**Work instruction**
Exactly repeat the full listing that follows.

**Material to process**
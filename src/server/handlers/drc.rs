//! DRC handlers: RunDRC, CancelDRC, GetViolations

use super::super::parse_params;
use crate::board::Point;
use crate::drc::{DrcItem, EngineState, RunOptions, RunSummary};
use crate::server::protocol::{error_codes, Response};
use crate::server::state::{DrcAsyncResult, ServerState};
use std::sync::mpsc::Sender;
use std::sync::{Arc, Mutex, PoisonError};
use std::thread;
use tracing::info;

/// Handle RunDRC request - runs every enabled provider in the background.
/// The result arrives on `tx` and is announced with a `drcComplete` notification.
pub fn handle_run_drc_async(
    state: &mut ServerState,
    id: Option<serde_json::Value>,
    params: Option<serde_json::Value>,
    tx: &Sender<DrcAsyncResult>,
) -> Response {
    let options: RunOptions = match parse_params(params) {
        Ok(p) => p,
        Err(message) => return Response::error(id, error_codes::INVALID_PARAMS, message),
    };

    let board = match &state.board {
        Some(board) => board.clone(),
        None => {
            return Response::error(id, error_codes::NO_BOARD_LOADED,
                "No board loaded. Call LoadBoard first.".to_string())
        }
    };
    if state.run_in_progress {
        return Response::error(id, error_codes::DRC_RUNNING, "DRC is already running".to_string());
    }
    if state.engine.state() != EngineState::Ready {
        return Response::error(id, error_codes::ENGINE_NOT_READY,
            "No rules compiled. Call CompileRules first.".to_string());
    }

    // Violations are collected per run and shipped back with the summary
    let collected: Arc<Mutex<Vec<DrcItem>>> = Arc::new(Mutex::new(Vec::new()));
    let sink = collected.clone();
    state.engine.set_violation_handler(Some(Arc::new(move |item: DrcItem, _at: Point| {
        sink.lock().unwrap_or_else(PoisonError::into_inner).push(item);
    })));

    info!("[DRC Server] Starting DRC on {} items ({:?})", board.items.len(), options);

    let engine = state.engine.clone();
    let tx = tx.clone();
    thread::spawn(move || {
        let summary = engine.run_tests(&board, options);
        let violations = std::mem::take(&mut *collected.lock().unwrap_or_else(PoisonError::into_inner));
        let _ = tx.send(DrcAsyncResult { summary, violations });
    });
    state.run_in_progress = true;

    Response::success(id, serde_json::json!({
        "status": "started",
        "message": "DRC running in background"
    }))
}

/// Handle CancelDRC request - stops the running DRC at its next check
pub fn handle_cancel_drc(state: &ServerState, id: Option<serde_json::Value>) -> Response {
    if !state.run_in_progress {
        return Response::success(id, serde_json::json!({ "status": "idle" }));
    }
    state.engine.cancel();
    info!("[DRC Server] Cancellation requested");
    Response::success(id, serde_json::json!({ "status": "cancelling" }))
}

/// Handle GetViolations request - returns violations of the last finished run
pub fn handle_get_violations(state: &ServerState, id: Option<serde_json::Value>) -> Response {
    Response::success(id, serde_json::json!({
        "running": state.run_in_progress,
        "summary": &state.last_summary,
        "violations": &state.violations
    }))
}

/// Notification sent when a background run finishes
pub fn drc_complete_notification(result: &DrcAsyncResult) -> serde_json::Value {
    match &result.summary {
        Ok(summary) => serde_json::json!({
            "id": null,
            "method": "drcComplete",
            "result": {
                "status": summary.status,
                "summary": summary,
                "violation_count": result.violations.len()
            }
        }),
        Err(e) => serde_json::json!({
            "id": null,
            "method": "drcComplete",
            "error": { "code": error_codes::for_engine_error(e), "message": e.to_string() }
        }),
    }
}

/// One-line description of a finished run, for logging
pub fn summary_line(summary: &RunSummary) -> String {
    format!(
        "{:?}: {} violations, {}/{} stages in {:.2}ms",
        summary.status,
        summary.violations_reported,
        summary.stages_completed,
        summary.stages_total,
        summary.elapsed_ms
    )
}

**Solution to this task**
filename src/server/handlers/drc.rs
//! DRC handlers: RunDRC, CancelDRC, GetViolations

use super::super::parse_params;
use crate::board::Point;
use crate::drc::{DrcItem, EngineState, RunOptions, RunSummary};
use crate::server::protocol::{error_codes, Response};
use crate::server::state::{DrcAsyncResult, ServerState};
use std::sync::mpsc::Sender;
use std::sync::{Arc, Mutex, PoisonError};
use std::thread;
use tracing::info;

/// Handle RunDRC request - runs every enabled provider in the background.
/// The result arrives on `tx` and is announced with a `drcComplete` notification.
pub fn handle_run_drc_async(
    state: &mut ServerState,
    id: Option<serde_json::Value>,
    params: Option<serde_json::Value>,
    tx: &Sender<DrcAsyncResult>,
) -> Response {
    let options: RunOptions = match parse_params(params) {
        Ok(p) => p,
        Err(message) => return Response::error(id, error_codes::INVALID_PARAMS, message),
    };

    let board = match &state.board {
        Some(board) => board.clone(),
        None => {
            return Response::error(id, error_codes::NO_BOARD_LOADED,
                "No board loaded. Call LoadBoard first.".to_string())
        }
    };
    if state.run_in_progress {
        return Response::error(id, error_codes::DRC_RUNNING, "DRC is already running".to_string());
    }
    if state.engine.state() != EngineState::Ready {
        return Response::error(id, error_codes::ENGINE_NOT_READY,
            "No rules compiled. Call CompileRules first.".to_string());
    }

    // Violations are collected per run and shipped back with the summary
    let collected: Arc<Mutex<Vec<DrcItem>>> = Arc::new(Mutex::new(Vec::new()));
    let sink = collected.clone();
    state.engine.set_violation_handler(Some(Arc::new(move |item: DrcItem, _at: Point| {
        sink.lock().unwrap_or_else(PoisonError::into_inner).push(item);
    })));

    info!("[DRC Server] Starting DRC on {} items ({:?})", board.items.len(), options);

    let engine = state.engine.clone();
    let tx = tx.clone();
    thread::spawn(move || {
        let summary = engine.run_tests(&board, options);
        let violations = std::mem::take(&mut *collected.lock().unwrap_or_else(PoisonError::into_inner));
        let _ = tx.send(DrcAsyncResult { summary, violations });
    });
    state.run_in_progress = true;

    Response::success(id, serde_json::json!({
        "status": "started",
        "message": "DRC running in background"
    }))
}

/// Handle CancelDRC request - stops the running DRC at its next check
pub fn handle_cancel_drc(state: &ServerState, id: Option<serde_json::Value>) -> Response {
    if !state.run_in_progress {
        return Response::success(id, serde_json::json!({ "status": "idle" }));
    }
    state.engine.cancel();
    info!("[DRC Server] Cancellation requested");
    Response::success(id, serde_json::json!({ "status": "cancelling" }))
}

/// Handle GetViolations request - returns violations of the last finished run
pub fn handle_get_violations(state: &ServerState, id: Option<serde_json::Value>) -> Response {
    Response::success(id, serde_json::json!({
        "running": state.run_in_progress,
        "summary": &state.last_summary,
        "violations": &state.violations
    }))
}

/// Notification sent when a background run finishes
pub fn drc_complete_notification(result: &DrcAsyncResult) -> serde_json::Value {
    match &result.summary {
        Ok(summary) => serde_json::json!({
            "id": null,
            "method": "drcComplete",
            "result": {
                "status": summary.status,
                "summary": summary,
                "violation_count": result.violations.len()
            }
        }),
        Err(e) => serde_json::json!({
            "id": null,
            "method": "drcComplete",
            "error": { "code": error_codes::for_engine_error(e), "message": e.to_string() }
        }),
    }
}

/// One-line description of a finished run, for logging
pub fn summary_line(summary: &RunSummary) -> String {
    format!(
        "{:?}: {} violations, {}/{} stages in {:.2}ms",
        summary.status,
        summary.violations_reported,
        summary.stages_completed,
        summary.stages_total,
        summary.elapsed_ms
    )
}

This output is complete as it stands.